Opinión: "La desfiguración de la Semana Santa", por Manuel González

Mientras los operarios municipales eliminan la cera de las calles de nuestra ciudad y las lágrimas aguardan otro ruego auténtico del saetero Antonio Nieto, a Lucena se le escapa su Semana Santa

08 de Abril de 2015
 Opinión: "La desfiguración de la Semana Santa", por Manuel González
Opinión: "La desfiguración de la Semana Santa", por Manuel González

 

Mientras los operarios municipales eliminan la cera de las calles de nuestra ciudad y las lágrimas aguardan otro ruego auténtico del saetero Antonio Nieto, a Lucena se le escapa su Semana Santa. Y no solo de un modo temporal, sino también en lo esencial.

La paganización de los espectáculos callejeros degrada con una presión progresiva la rigurosa estación de penitencia. A medida que los nazarenos –los pocos que todavía resisten- corrompen su anonimato y adoptan actitudes improcedentes, el silencio íntimo claudica frente a la exhibición.

¿Queremos seguir recordando la Pasión, Muerte y Resurrección de Jesús de Nazaret o preferimos desnaturalizarla y servirnos de ella como reclamo turístico, económico y social? La reflexión compromete inexcusablemente a los que modelan y dirigen la celebración cristiana no a los que se topan con ella y la retuercen.

El respeto a la túnica de hermano –prolongación de los ropajes de Cristo-, la compostura de los santeros y la comprensión del significado de la mantilla precisan de una urgente revisión. La catequesis pública impone un recogimiento imperturbable. El recuerdo de la humillación del protagonista principal de la liturgia colisiona contra la diversión desenfrenada y los desfiles irreflexivos.

El optimismo encamina a concluir que la reconducción de la Semana Santa es factible. Afortunadamente, los comportamientos indecorosos observados en este año todavía se catalogan como excepciones. La relativización de los mismos y la tendencia rampante oscurecen futuros escenarios.

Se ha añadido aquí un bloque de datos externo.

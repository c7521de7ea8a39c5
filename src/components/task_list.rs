//! Task List Component

use leptos::prelude::*;

use crate::components::TaskRow;
use crate::store::{use_app_store, AppStateStoreFields};

#[component]
pub fn TaskList() -> impl IntoView {
    let store = use_app_store();

    view! {
        <ul class="task-list">
            <For
                each=move || store.tasks().get()
                // Every field a push can change, so the row re-renders
                key=|task| (task.id.clone(), task.text.clone(), task.completed)
                children=move |task| view! { <TaskRow task=task /> }
            />
        </ul>
    }
}
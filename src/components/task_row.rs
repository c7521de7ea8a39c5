//! Task Row Component
//!
//! Completion toggle, text and delete button for one task.

use leptos::prelude::*;
use leptos::task::spawn_local;
use wishlink_core::Task;

use crate::context::use_app_context;

#[component]
pub fn TaskRow(task: Task) -> impl IntoView {
    let ctx = use_app_context();

    let completed = task.completed;
    let text = task.text.clone();
    let toggle_label = if completed { "未完了にする" } else { "完了にする" };

    let toggle_task = {
        let task = task.clone();
        move |_| {
            let task = task.clone();
            let controller = ctx.controller();
            spawn_local(async move {
                let _ = controller.toggle_task(&task).await;
            });
        }
    };

    let remove_task = move |_| {
        let task = task.clone();
        let controller = ctx.controller();
        spawn_local(async move {
            let _ = controller.remove_task(&task).await;
        });
    };

    view! {
        <li class="task-row">
            <button
                class=if completed { "task-toggle checked" } else { "task-toggle" }
                aria-label=toggle_label
                title=toggle_label
                on:click=toggle_task
            >
                {if completed { "✓" } else { "" }}
            </button>
            <span class=if completed { "task-text completed" } else { "task-text" }>{text}</span>
            <button class="task-delete" title="削除" on:click=remove_task>
                "×"
            </button>
        </li>
    }
}
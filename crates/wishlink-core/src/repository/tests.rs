//! Repository Integration Tests
//!
//! Tests for MemoryStore writes and push subscriptions.

#[cfg(test)]
mod tests {
    use crate::domain::{ListId, NewList, NewTask, StoreError, TaskId};
    use crate::repository::{DocumentStore, IdentityProvider, MemoryStore};
    use futures::{FutureExt, StreamExt};

    async fn setup_list(store: &MemoryStore, title: &str) -> ListId {
        store
            .create_list(&NewList::from_input(title))
            .await
            .expect("Failed to create list")
    }

    async fn add(store: &MemoryStore, list: &ListId, text: &str) -> TaskId {
        let task = NewTask::from_input(list, text).expect("non-empty text");
        store.create_task(&task).await.expect("Failed to create task")
    }

    #[tokio::test]
    async fn test_create_list() {
        let store = MemoryStore::new();
        let id = setup_list(&store, "Trip Plans").await;

        let list = store.list(&id).expect("list stored");
        assert_eq!(list.title, "Trip Plans");
        assert!(list.created_at.is_some());
    }

    #[tokio::test]
    async fn test_watch_list_delivers_current_snapshot() {
        let store = MemoryStore::new();
        let id = setup_list(&store, "Groceries").await;

        let mut watch = store.watch_list(&id);
        let first = watch.next().await.expect("snapshot").expect("ok");
        assert_eq!(first.map(|l| l.title), Some("Groceries".to_string()));
    }

    #[tokio::test]
    async fn test_watch_unknown_list_yields_none() {
        let store = MemoryStore::new();
        let mut watch = store.watch_list(&ListId::new("nope"));
        assert_eq!(watch.next().await, Some(Ok(None)));
    }

    #[tokio::test]
    async fn test_rename_pushes_new_snapshot() {
        let store = MemoryStore::new();
        let id = setup_list(&store, "Old").await;
        let mut watch = store.watch_list(&id);
        let _ = watch.next().await;

        store.rename_list(&id, "New").await.expect("rename");

        let renamed = watch.next().await.expect("snapshot").expect("ok");
        assert_eq!(renamed.unwrap().title, "New");
        assert!(watch.next().now_or_never().is_none());
    }

    #[tokio::test]
    async fn test_rename_missing_list() {
        let store = MemoryStore::new();
        let result = store.rename_list(&ListId::new("ghost"), "x").await;
        assert!(matches!(result, Err(StoreError::NotFound(_))));
    }

    #[tokio::test]
    async fn test_tasks_filtered_and_ordered() {
        let store = MemoryStore::new();
        let trip = setup_list(&store, "Trip").await;
        let chores = setup_list(&store, "Chores").await;

        add(&store, &trip, "book hotel").await;
        add(&store, &chores, "laundry").await;
        add(&store, &trip, "pack bags").await;

        let mut watch = store.watch_tasks(&trip);
        let tasks = watch.next().await.expect("snapshot").expect("ok");
        let texts: Vec<&str> = tasks.iter().map(|t| t.text.as_str()).collect();
        assert_eq!(texts, vec!["book hotel", "pack bags"]);
        assert!(tasks.iter().all(|t| !t.completed && t.list_id == trip));
    }

    #[tokio::test]
    async fn test_task_writes_push_full_snapshots() {
        let store = MemoryStore::new();
        let list = setup_list(&store, "Trip").await;
        let mut watch = store.watch_tasks(&list);
        assert_eq!(watch.next().await, Some(Ok(vec![])));

        let id = add(&store, &list, "onsen").await;
        let added = watch.next().await.unwrap().unwrap();
        assert_eq!(added.len(), 1);

        store.set_task_completed(&id, true).await.expect("toggle");
        let toggled = watch.next().await.unwrap().unwrap();
        assert!(toggled[0].completed);

        store.delete_task(&id).await.expect("delete");
        assert_eq!(watch.next().await, Some(Ok(vec![])));
    }

    #[tokio::test]
    async fn test_writes_to_other_lists_are_not_pushed() {
        let store = MemoryStore::new();
        let trip = setup_list(&store, "Trip").await;
        let chores = setup_list(&store, "Chores").await;
        let mut watch = store.watch_tasks(&trip);
        let _ = watch.next().await;

        add(&store, &chores, "dishes").await;

        assert!(watch.next().now_or_never().is_none());
    }

    #[tokio::test]
    async fn test_toggle_missing_task() {
        let store = MemoryStore::new();
        let result = store.set_task_completed(&TaskId::new("ghost"), true).await;
        assert!(matches!(result, Err(StoreError::NotFound(_))));
    }

    #[tokio::test]
    async fn test_delete_missing_task_succeeds() {
        let store = MemoryStore::new();
        assert!(store.delete_task(&TaskId::new("ghost")).await.is_ok());
    }

    #[tokio::test]
    async fn test_dropping_subscription_releases_watcher() {
        let store = MemoryStore::new();
        let list = setup_list(&store, "Trip").await;

        let list_watch = store.watch_list(&list);
        let task_watch = store.watch_tasks(&list);
        assert_eq!(store.watcher_count(), 2);

        drop(list_watch);
        assert_eq!(store.watcher_count(), 1);
        drop(task_watch);
        assert_eq!(store.watcher_count(), 0);

        // Writes after release must not fail
        add(&store, &list, "still works").await;
    }

    #[tokio::test]
    async fn test_injected_write_failure() {
        let store = MemoryStore::new();
        let list = setup_list(&store, "Trip").await;
        store.fail_writes_with(Some(StoreError::Unavailable("offline".into())));

        let task = NewTask::from_input(&list, "x").unwrap();
        let result = store.create_task(&task).await;
        assert_eq!(result, Err(StoreError::Unavailable("offline".into())));
        assert!(store.tasks(&list).is_empty());

        store.fail_writes_with(None);
        assert!(store.create_task(&task).await.is_ok());
    }

    #[tokio::test]
    async fn test_anonymous_session_is_reused() {
        let store = MemoryStore::new();
        let first = store.ensure_anonymous_session().await.expect("sign in");
        let second = store.ensure_anonymous_session().await.expect("sign in");
        assert_eq!(first, second);
    }

    #[tokio::test]
    async fn test_sign_in_failure() {
        let store = MemoryStore::new();
        store.fail_sign_in_with(Some(StoreError::Unavailable("auth down".into())));
        assert!(store.ensure_anonymous_session().await.is_err());
    }
}
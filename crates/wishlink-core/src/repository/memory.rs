//! In-memory document store
//!
//! Behaves like the realtime backend as far as the controller can tell:
//! ids and timestamps are assigned by the "server", every subscriber gets
//! the current snapshot on subscribe and a fresh full snapshot after each
//! write that touches its query. Used by tests and as local mode when no
//! backend is configured.

use async_trait::async_trait;
use chrono::{DateTime, Duration, Utc};
use std::cell::RefCell;
use std::collections::HashMap;
use std::rc::{Rc, Weak};
use uuid::Uuid;

use super::subscription::{SnapshotSender, Subscription};
use super::traits::{DocumentStore, IdentityProvider};
use crate::domain::{
    ListId, NewList, NewTask, SessionId, StoreError, StoreResult, Task, TaskId, TodoList,
};

#[derive(Debug, Clone)]
struct ListDoc {
    title: String,
    created_at: DateTime<Utc>,
}

#[derive(Debug, Clone)]
struct TaskDoc {
    list_id: ListId,
    text: String,
    completed: bool,
    created_at: DateTime<Utc>,
    /// Insertion order, tie-breaker for equal timestamps
    seq: u64,
}

struct Watcher<T> {
    id: u64,
    list_id: ListId,
    sender: SnapshotSender<T>,
}

#[derive(Default)]
struct MemoryState {
    lists: HashMap<ListId, ListDoc>,
    tasks: HashMap<TaskId, TaskDoc>,
    seq: u64,
    last_timestamp: Option<DateTime<Utc>>,
    next_watcher: u64,
    list_watchers: Vec<Watcher<Option<TodoList>>>,
    task_watchers: Vec<Watcher<Vec<Task>>>,
    session: Option<SessionId>,
    write_failure: Option<StoreError>,
    sign_in_failure: Option<StoreError>,
}

impl MemoryState {
    /// Strictly increasing server clock
    fn server_timestamp(&mut self) -> DateTime<Utc> {
        let now = Utc::now();
        let stamp = match self.last_timestamp {
            Some(last) if now <= last => last + Duration::microseconds(1),
            _ => now,
        };
        self.last_timestamp = Some(stamp);
        stamp
    }

    fn next_seq(&mut self) -> u64 {
        self.seq += 1;
        self.seq
    }

    fn check_writable(&self) -> StoreResult<()> {
        match &self.write_failure {
            Some(err) => Err(err.clone()),
            None => Ok(()),
        }
    }

    fn list_snapshot(&self, id: &ListId) -> Option<TodoList> {
        self.lists.get(id).map(|doc| TodoList {
            id: id.clone(),
            title: doc.title.clone(),
            created_at: Some(doc.created_at),
        })
    }

    fn tasks_snapshot(&self, list_id: &ListId) -> Vec<Task> {
        let mut docs: Vec<(&TaskId, &TaskDoc)> = self
            .tasks
            .iter()
            .filter(|(_, doc)| &doc.list_id == list_id)
            .collect();
        docs.sort_by_key(|(_, doc)| (doc.created_at, doc.seq));
        docs.into_iter()
            .map(|(id, doc)| Task {
                id: id.clone(),
                list_id: doc.list_id.clone(),
                text: doc.text.clone(),
                completed: doc.completed,
                created_at: Some(doc.created_at),
            })
            .collect()
    }

    fn publish_list(&mut self, id: &ListId) {
        let snapshot = self.list_snapshot(id);
        self.list_watchers.retain(|w| !w.sender.is_closed());
        for watcher in self.list_watchers.iter().filter(|w| &w.list_id == id) {
            watcher.sender.send(Ok(snapshot.clone()));
        }
    }

    fn publish_tasks(&mut self, list_id: &ListId) {
        let snapshot = self.tasks_snapshot(list_id);
        self.task_watchers.retain(|w| !w.sender.is_closed());
        for watcher in self.task_watchers.iter().filter(|w| &w.list_id == list_id) {
            watcher.sender.send(Ok(snapshot.clone()));
        }
    }
}

/// Shared in-memory store; clones refer to the same documents
#[derive(Clone, Default)]
pub struct MemoryStore {
    state: Rc<RefCell<MemoryState>>,
}

impl MemoryStore {
    pub fn new() -> Self {
        Self::default()
    }

    /// Make every subsequent write fail with `error` (`None` restores writes)
    pub fn fail_writes_with(&self, error: Option<StoreError>) {
        self.state.borrow_mut().write_failure = error;
    }

    /// Make anonymous sign-in fail with `error` (`None` restores sign-in)
    pub fn fail_sign_in_with(&self, error: Option<StoreError>) {
        self.state.borrow_mut().sign_in_failure = error;
    }

    /// Number of live list and task subscriptions
    pub fn watcher_count(&self) -> usize {
        let state = self.state.borrow();
        state.list_watchers.iter().filter(|w| !w.sender.is_closed()).count()
            + state.task_watchers.iter().filter(|w| !w.sender.is_closed()).count()
    }

    pub fn list(&self, id: &ListId) -> Option<TodoList> {
        self.state.borrow().list_snapshot(id)
    }

    pub fn tasks(&self, list_id: &ListId) -> Vec<Task> {
        self.state.borrow().tasks_snapshot(list_id)
    }

    fn release_hook(&self, watcher_id: u64) -> impl FnOnce() + 'static {
        let state: Weak<RefCell<MemoryState>> = Rc::downgrade(&self.state);
        move || {
            if let Some(state) = state.upgrade() {
                let mut state = state.borrow_mut();
                state.list_watchers.retain(|w| w.id != watcher_id);
                state.task_watchers.retain(|w| w.id != watcher_id);
            }
        }
    }
}

#[async_trait(?Send)]
impl DocumentStore for MemoryStore {
    async fn create_list(&self, list: &NewList) -> StoreResult<ListId> {
        let mut state = self.state.borrow_mut();
        state.check_writable()?;

        let id = ListId::new(Uuid::new_v4().simple().to_string());
        let created_at = state.server_timestamp();
        state.lists.insert(
            id.clone(),
            ListDoc {
                title: list.title.clone(),
                created_at,
            },
        );
        state.publish_list(&id);
        Ok(id)
    }

    async fn rename_list(&self, id: &ListId, title: &str) -> StoreResult<()> {
        let mut state = self.state.borrow_mut();
        state.check_writable()?;

        let doc = state
            .lists
            .get_mut(id)
            .ok_or_else(|| StoreError::NotFound(format!("lists/{}", id)))?;
        doc.title = title.to_string();
        state.publish_list(id);
        Ok(())
    }

    async fn create_task(&self, task: &NewTask) -> StoreResult<TaskId> {
        let mut state = self.state.borrow_mut();
        state.check_writable()?;

        let id = TaskId::new(Uuid::new_v4().simple().to_string());
        let created_at = state.server_timestamp();
        let seq = state.next_seq();
        state.tasks.insert(
            id.clone(),
            TaskDoc {
                list_id: task.list_id.clone(),
                text: task.text.clone(),
                completed: false,
                created_at,
                seq,
            },
        );
        state.publish_tasks(&task.list_id);
        Ok(id)
    }

    async fn set_task_completed(&self, id: &TaskId, completed: bool) -> StoreResult<()> {
        let mut state = self.state.borrow_mut();
        state.check_writable()?;

        let doc = state
            .tasks
            .get_mut(id)
            .ok_or_else(|| StoreError::NotFound(format!("tasks/{}", id)))?;
        doc.completed = completed;
        let list_id = doc.list_id.clone();
        state.publish_tasks(&list_id);
        Ok(())
    }

    async fn delete_task(&self, id: &TaskId) -> StoreResult<()> {
        let mut state = self.state.borrow_mut();
        state.check_writable()?;

        if let Some(doc) = state.tasks.remove(id) {
            state.publish_tasks(&doc.list_id);
        }
        Ok(())
    }

    fn watch_list(&self, id: &ListId) -> Subscription<Option<TodoList>> {
        let (sender, subscription) = Subscription::channel();
        let mut state = self.state.borrow_mut();
        state.next_watcher += 1;
        let watcher_id = state.next_watcher;

        sender.send(Ok(state.list_snapshot(id)));
        state.list_watchers.push(Watcher {
            id: watcher_id,
            list_id: id.clone(),
            sender,
        });
        drop(state);

        subscription.on_release(self.release_hook(watcher_id))
    }

    fn watch_tasks(&self, list_id: &ListId) -> Subscription<Vec<Task>> {
        let (sender, subscription) = Subscription::channel();
        let mut state = self.state.borrow_mut();
        state.next_watcher += 1;
        let watcher_id = state.next_watcher;

        sender.send(Ok(state.tasks_snapshot(list_id)));
        state.task_watchers.push(Watcher {
            id: watcher_id,
            list_id: list_id.clone(),
            sender,
        });
        drop(state);

        subscription.on_release(self.release_hook(watcher_id))
    }
}

#[async_trait(?Send)]
impl IdentityProvider for MemoryStore {
    async fn ensure_anonymous_session(&self) -> StoreResult<SessionId> {
        let mut state = self.state.borrow_mut();
        if let Some(err) = &state.sign_in_failure {
            return Err(err.clone());
        }
        let session = state
            .session
            .get_or_insert_with(|| SessionId::new(Uuid::new_v4().simple().to_string()));
        Ok(session.clone())
    }
}
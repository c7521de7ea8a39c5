//! Firestore Document Shapes
//!
//! Field layout of the `lists` and `tasks` collections and the conversion
//! between bridge payloads and domain values. The bridge flattens
//! `createdAt` timestamps to `createdAtMillis`.

use chrono::{DateTime, Utc};
use serde::{Deserialize, Serialize};
use wishlink_core::{ListId, StoreError, Task, TaskId, TodoList, UNTITLED_LIST_TITLE};

pub const LISTS: &str = "lists";
pub const TASKS: &str = "tasks";
pub const FIELD_LIST_ID: &str = "listId";
pub const FIELD_CREATED_AT: &str = "createdAt";

// ========================
// Writes
// ========================

#[derive(Serialize)]
pub struct ListFields<'a> {
    pub title: &'a str,
}

#[derive(Serialize)]
#[serde(rename_all = "camelCase")]
pub struct NewTaskFields<'a> {
    pub list_id: &'a str,
    pub text: &'a str,
    pub completed: bool,
}

#[derive(Serialize)]
pub struct CompletedField {
    pub completed: bool,
}

// ========================
// Snapshots
// ========================

#[derive(Debug, Deserialize)]
#[serde(rename_all = "camelCase")]
pub struct DocumentSnapshot<T> {
    pub id: String,
    #[serde(default)]
    pub exists: bool,
    pub data: Option<T>,
}

#[derive(Debug, Deserialize)]
#[serde(rename_all = "camelCase")]
pub struct ListDocument {
    pub title: Option<String>,
    pub created_at_millis: Option<f64>,
}

#[derive(Debug, Deserialize)]
#[serde(rename_all = "camelCase")]
pub struct TaskDocument {
    pub list_id: String,
    /// Absent or `null` renders as an empty row
    #[serde(default)]
    pub text: Option<String>,
    #[serde(default)]
    pub completed: Option<bool>,
    pub created_at_millis: Option<f64>,
}

fn timestamp(millis: Option<f64>) -> Option<DateTime<Utc>> {
    millis.and_then(|ms| DateTime::from_timestamp_millis(ms as i64))
}

/// `None` when the list document does not exist
pub fn list_from_snapshot(snapshot: DocumentSnapshot<ListDocument>) -> Option<TodoList> {
    if !snapshot.exists {
        return None;
    }
    let data = snapshot.data?;
    Some(TodoList {
        id: ListId::new(snapshot.id),
        title: data
            .title
            .unwrap_or_else(|| UNTITLED_LIST_TITLE.to_string()),
        created_at: timestamp(data.created_at_millis),
    })
}

pub fn tasks_from_snapshots(
    snapshots: Vec<DocumentSnapshot<TaskDocument>>,
) -> Result<Vec<Task>, StoreError> {
    snapshots
        .into_iter()
        .map(|snapshot| {
            let data = snapshot
                .data
                .ok_or_else(|| StoreError::Decode(format!("tasks/{} has no data", snapshot.id)))?;
            Ok(Task {
                id: TaskId::new(snapshot.id),
                list_id: ListId::new(data.list_id),
                text: data.text.unwrap_or_default(),
                completed: data.completed.unwrap_or(false),
                created_at: timestamp(data.created_at_millis),
            })
        })
        .collect()
}

/// Map a Firestore/Auth error code (`permission-denied`, `unavailable`...)
pub fn classify_error(code: Option<&str>, message: String) -> StoreError {
    match code {
        Some("unavailable") | Some("deadline-exceeded") | Some("auth/network-request-failed") => {
            StoreError::Unavailable(message)
        }
        Some("not-found") => StoreError::NotFound(message),
        Some("data-loss") | Some("invalid-argument") => StoreError::Decode(message),
        _ => StoreError::Rejected(message),
    }
}

#[cfg(test)]
mod tests {
    use super::*;
    use serde_json::json;

    #[test]
    fn test_list_snapshot() {
        let snapshot: DocumentSnapshot<ListDocument> = serde_json::from_value(json!({
            "id": "L1",
            "exists": true,
            "data": { "title": "Trip", "createdAtMillis": 1_700_000_000_000.0 }
        }))
        .unwrap();

        let list = list_from_snapshot(snapshot).unwrap();
        assert_eq!(list.id, ListId::new("L1"));
        assert_eq!(list.title, "Trip");
        assert_eq!(list.created_at.unwrap().timestamp(), 1_700_000_000);
    }

    #[test]
    fn test_list_without_title_field() {
        let snapshot: DocumentSnapshot<ListDocument> = serde_json::from_value(json!({
            "id": "L1",
            "exists": true,
            "data": { "createdAtMillis": null }
        }))
        .unwrap();

        let list = list_from_snapshot(snapshot).unwrap();
        assert_eq!(list.title, UNTITLED_LIST_TITLE);
        assert!(list.created_at.is_none());
    }

    #[test]
    fn test_missing_list() {
        let snapshot: DocumentSnapshot<ListDocument> =
            serde_json::from_value(json!({ "id": "L1", "exists": false, "data": null })).unwrap();
        assert!(list_from_snapshot(snapshot).is_none());
    }

    #[test]
    fn test_task_snapshots() {
        let snapshots: Vec<DocumentSnapshot<TaskDocument>> = serde_json::from_value(json!([
            { "id": "T1", "exists": true, "data": { "listId": "L1", "text": "pack", "completed": true, "createdAtMillis": 1.0 } },
            { "id": "T2", "exists": true, "data": { "listId": "L1", "text": "fly", "createdAtMillis": null } }
        ]))
        .unwrap();

        let tasks = tasks_from_snapshots(snapshots).unwrap();
        assert_eq!(tasks.len(), 2);
        assert!(tasks[0].completed);
        assert!(!tasks[1].completed);
        assert_eq!(tasks[1].text, "fly");
        assert!(tasks[1].created_at.is_none());
    }

    #[test]
    fn test_task_with_null_text_renders_empty() {
        let snapshots: Vec<DocumentSnapshot<TaskDocument>> = serde_json::from_value(json!([
            { "id": "T1", "exists": true, "data": { "listId": "L1", "text": null, "completed": false } },
            { "id": "T2", "exists": true, "data": { "listId": "L1" } }
        ]))
        .unwrap();

        let tasks = tasks_from_snapshots(snapshots).unwrap();
        assert_eq!(tasks.len(), 2);
        assert_eq!(tasks[0].text, "");
        assert_eq!(tasks[1].text, "");
    }

    #[test]
    fn test_task_without_data_is_an_error() {
        let snapshots: Vec<DocumentSnapshot<TaskDocument>> =
            serde_json::from_value(json!([{ "id": "T1", "exists": true, "data": null }])).unwrap();
        assert!(matches!(tasks_from_snapshots(snapshots), Err(StoreError::Decode(_))));
    }

    #[test]
    fn test_write_payloads() {
        let fields = NewTaskFields { list_id: "L1", text: "pack", completed: false };
        assert_eq!(
            serde_json::to_value(&fields).unwrap(),
            json!({ "listId": "L1", "text": "pack", "completed": false })
        );
        assert_eq!(serde_json::to_value(ListFields { title: "Trip" }).unwrap(), json!({ "title": "Trip" }));
    }

    #[test]
    fn test_error_codes() {
        assert!(matches!(classify_error(Some("unavailable"), "x".into()), StoreError::Unavailable(_)));
        assert!(matches!(classify_error(Some("not-found"), "x".into()), StoreError::NotFound(_)));
        assert!(matches!(classify_error(Some("permission-denied"), "x".into()), StoreError::Rejected(_)));
        assert!(matches!(classify_error(None, "x".into()), StoreError::Rejected(_)));
    }
}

Las cofradías han de expandirse como hermandades, fomentar y asentar el sentido originario de las procesiones, formar integralmente a sus miembros, tomar como cruz de guía los mensajes de los Evangelios y denunciar sin vacilaciones la desviación de unas jornadas dedicadas a Jesucristo. De lo contrario, su existencia carece de motivo. Habitualmente, se exige que agnósticos y ateos toleren y reverencien una tradición sacra desvirtuada desde el interior de la misma.

La sorprendente satisfacción anual y la rutina instintiva degeneran paulatinamente la evocación lucentina del final de la historia del Salvador. En el ambiente flota esa impresión de que lo realmente santo incomoda en una semana feliz. La búsqueda del disfrute se antepone a las consideraciones religiosas.

La determinación y severidad de los que ejercen autoridad y disponen de potestad decisoria son imprescindibles para conservar con pureza un legado inigualable. La pasividad cuando el peligro es inminente suele acarrear consecuencias irreparables.